[Dataset entries]

^^^^^^^^^^^^^^^^

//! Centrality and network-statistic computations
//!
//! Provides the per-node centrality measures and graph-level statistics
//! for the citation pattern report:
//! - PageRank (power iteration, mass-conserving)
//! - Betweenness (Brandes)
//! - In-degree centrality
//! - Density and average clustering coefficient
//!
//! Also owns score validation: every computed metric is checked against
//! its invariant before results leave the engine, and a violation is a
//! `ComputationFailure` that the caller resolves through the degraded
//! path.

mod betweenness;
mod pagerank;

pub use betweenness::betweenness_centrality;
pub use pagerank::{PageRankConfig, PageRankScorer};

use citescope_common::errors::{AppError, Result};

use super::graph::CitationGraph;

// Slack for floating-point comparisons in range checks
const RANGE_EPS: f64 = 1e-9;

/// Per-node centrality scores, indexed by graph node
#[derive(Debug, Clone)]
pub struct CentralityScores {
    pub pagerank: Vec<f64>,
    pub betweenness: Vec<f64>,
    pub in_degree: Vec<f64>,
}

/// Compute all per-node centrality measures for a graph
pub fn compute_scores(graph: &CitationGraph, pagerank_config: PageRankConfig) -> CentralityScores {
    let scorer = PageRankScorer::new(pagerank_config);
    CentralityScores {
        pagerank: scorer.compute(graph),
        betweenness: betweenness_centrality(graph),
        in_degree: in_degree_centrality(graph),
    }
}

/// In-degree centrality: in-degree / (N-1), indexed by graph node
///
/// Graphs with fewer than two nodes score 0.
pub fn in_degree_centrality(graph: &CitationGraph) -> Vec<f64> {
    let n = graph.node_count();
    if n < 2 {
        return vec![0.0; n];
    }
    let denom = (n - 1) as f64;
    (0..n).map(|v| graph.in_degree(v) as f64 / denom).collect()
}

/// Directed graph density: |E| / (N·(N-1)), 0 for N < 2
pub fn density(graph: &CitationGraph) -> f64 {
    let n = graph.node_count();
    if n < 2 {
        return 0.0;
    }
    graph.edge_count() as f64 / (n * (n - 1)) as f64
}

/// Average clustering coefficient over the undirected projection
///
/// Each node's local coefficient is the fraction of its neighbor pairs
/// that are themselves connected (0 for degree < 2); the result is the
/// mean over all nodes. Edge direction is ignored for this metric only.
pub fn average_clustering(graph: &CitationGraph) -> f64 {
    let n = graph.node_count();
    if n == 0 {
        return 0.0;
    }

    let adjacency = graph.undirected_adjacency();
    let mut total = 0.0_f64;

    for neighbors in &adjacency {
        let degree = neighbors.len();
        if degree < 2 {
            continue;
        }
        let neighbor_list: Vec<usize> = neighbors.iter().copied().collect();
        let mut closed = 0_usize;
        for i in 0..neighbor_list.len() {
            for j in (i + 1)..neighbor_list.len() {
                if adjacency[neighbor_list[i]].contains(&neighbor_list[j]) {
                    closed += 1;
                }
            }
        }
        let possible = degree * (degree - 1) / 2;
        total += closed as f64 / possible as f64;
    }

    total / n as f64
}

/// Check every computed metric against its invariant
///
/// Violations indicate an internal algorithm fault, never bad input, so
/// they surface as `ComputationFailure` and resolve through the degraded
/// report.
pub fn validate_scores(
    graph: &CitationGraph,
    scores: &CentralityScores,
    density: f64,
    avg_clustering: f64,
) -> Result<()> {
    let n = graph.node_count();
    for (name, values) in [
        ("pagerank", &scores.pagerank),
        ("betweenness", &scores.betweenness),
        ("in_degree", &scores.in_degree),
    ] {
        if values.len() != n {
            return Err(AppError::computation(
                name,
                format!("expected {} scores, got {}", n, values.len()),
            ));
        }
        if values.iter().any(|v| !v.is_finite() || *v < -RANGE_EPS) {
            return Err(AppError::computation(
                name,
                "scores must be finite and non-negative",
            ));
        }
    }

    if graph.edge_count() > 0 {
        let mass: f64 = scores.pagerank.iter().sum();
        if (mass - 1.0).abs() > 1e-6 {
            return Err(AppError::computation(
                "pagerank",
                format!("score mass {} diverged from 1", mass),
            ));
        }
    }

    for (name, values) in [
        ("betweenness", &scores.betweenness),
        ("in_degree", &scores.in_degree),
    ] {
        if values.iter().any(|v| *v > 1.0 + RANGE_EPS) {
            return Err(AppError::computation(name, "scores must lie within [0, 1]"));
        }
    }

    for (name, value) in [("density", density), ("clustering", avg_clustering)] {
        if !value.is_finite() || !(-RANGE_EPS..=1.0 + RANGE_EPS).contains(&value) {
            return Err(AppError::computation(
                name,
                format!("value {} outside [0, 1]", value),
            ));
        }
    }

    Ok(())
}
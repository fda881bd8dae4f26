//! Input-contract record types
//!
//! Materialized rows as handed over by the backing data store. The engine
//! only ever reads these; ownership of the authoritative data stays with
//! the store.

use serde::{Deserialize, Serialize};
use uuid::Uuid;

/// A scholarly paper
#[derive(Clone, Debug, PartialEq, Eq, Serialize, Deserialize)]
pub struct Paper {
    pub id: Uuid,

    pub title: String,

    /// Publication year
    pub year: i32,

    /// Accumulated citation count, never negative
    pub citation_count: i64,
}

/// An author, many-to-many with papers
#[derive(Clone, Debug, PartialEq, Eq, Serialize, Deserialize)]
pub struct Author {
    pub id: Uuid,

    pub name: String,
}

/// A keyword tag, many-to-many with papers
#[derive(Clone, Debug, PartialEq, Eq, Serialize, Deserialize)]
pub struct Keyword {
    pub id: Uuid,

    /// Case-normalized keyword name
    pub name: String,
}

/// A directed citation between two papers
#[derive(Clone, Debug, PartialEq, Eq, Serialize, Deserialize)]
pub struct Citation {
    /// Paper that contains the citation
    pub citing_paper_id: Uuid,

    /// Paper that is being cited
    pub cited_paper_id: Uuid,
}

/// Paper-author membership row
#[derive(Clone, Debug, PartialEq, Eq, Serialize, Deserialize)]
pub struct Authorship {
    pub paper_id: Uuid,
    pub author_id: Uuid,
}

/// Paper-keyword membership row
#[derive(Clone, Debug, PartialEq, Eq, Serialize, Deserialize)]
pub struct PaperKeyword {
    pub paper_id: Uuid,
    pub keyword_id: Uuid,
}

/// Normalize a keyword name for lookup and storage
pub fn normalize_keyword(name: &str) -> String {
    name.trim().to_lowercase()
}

^^^^^^^^^^^^^^^^

> _Problem description_
Retype the records above, but only those lines that fall between the line containing "for i in 0..neighbor_list.len()" and the line containing "let mass: f64", with both of those lines included, exactly as written.

> _Exercise solution_
        for i in 0..neighbor_list.len() {
            for j in (i + 1)..neighbor_list.len() {
                if adjacency[neighbor_list[i]].contains(&neighbor_list[j]) {
                    closed += 1;
                }
            }
        }
        let possible = degree * (degree - 1) / 2;
        total += closed as f64 / possible as f64;
    }

    total / n as f64
}

/// Check every computed metric against its invariant
///
/// Violations indicate an internal algorithm fault, never bad input, so
/// they surface as `ComputationFailure` and resolve through the degraded
/// report.
pub fn validate_scores(
    graph: &CitationGraph,
    scores: &CentralityScores,
    density: f64,
    avg_clustering: f64,
) -> Result<()> {
    let n = graph.node_count();
    for (name, values) in [
        ("pagerank", &scores.pagerank),
        ("betweenness", &scores.betweenness),
        ("in_degree", &scores.in_degree),
    ] {
        if values.len() != n {
            return Err(AppError::computation(
                name,
                format!("expected {} scores, got {}", n, values.len()),
            ));
        }
        if values.iter().any(|v| !v.is_finite() || *v < -RANGE_EPS) {
            return Err(AppError::computation(
                name,
                "scores must be finite and non-negative",
            ));
        }
    }

    if graph.edge_count() > 0 {
        let mass: f64 = scores.pagerank.iter().sum();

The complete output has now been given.